=== Records for this task ===
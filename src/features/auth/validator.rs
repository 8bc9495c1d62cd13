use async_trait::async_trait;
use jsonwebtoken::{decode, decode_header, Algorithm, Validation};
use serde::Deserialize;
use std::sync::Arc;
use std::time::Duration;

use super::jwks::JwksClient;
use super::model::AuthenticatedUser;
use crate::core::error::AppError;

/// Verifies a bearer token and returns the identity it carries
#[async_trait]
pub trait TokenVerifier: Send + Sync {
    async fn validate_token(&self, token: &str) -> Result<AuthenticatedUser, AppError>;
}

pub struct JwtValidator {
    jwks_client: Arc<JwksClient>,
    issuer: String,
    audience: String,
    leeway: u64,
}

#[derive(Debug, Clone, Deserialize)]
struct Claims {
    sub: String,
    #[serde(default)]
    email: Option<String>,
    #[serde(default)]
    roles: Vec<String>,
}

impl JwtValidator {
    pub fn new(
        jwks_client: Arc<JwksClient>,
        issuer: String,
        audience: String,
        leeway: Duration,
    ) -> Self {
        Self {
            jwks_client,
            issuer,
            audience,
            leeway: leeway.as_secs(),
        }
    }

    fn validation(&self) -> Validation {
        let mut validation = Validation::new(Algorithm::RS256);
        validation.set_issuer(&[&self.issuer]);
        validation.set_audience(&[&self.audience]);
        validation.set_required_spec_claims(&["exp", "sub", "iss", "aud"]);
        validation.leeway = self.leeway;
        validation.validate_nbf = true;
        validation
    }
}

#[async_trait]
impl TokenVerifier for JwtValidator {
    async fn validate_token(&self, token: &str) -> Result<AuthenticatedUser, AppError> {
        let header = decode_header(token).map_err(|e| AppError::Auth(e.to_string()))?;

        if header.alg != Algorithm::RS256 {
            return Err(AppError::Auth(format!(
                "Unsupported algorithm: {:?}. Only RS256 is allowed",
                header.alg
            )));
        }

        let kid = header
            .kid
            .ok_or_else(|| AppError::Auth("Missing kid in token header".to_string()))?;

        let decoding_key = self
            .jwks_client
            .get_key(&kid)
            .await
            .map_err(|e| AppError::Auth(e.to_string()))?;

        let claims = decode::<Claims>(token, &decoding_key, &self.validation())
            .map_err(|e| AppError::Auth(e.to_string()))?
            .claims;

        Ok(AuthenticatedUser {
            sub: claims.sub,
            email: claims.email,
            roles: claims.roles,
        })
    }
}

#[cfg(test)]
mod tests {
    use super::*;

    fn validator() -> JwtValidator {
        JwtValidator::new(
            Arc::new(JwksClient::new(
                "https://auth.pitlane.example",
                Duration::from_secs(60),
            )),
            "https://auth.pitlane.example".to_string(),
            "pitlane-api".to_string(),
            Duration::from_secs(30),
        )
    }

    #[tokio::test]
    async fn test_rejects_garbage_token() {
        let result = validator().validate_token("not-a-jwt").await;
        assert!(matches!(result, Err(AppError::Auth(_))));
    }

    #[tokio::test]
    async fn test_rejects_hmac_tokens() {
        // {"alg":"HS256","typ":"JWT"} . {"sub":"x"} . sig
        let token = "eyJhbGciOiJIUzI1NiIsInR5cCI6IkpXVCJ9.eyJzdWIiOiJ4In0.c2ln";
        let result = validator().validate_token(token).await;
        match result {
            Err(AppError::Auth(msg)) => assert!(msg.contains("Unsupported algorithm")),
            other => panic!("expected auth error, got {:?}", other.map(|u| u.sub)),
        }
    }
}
===
Task item: Where the material contains a line with "email", return that line.

Solved exercise:
    email: Option<String>,
            email: claims.email,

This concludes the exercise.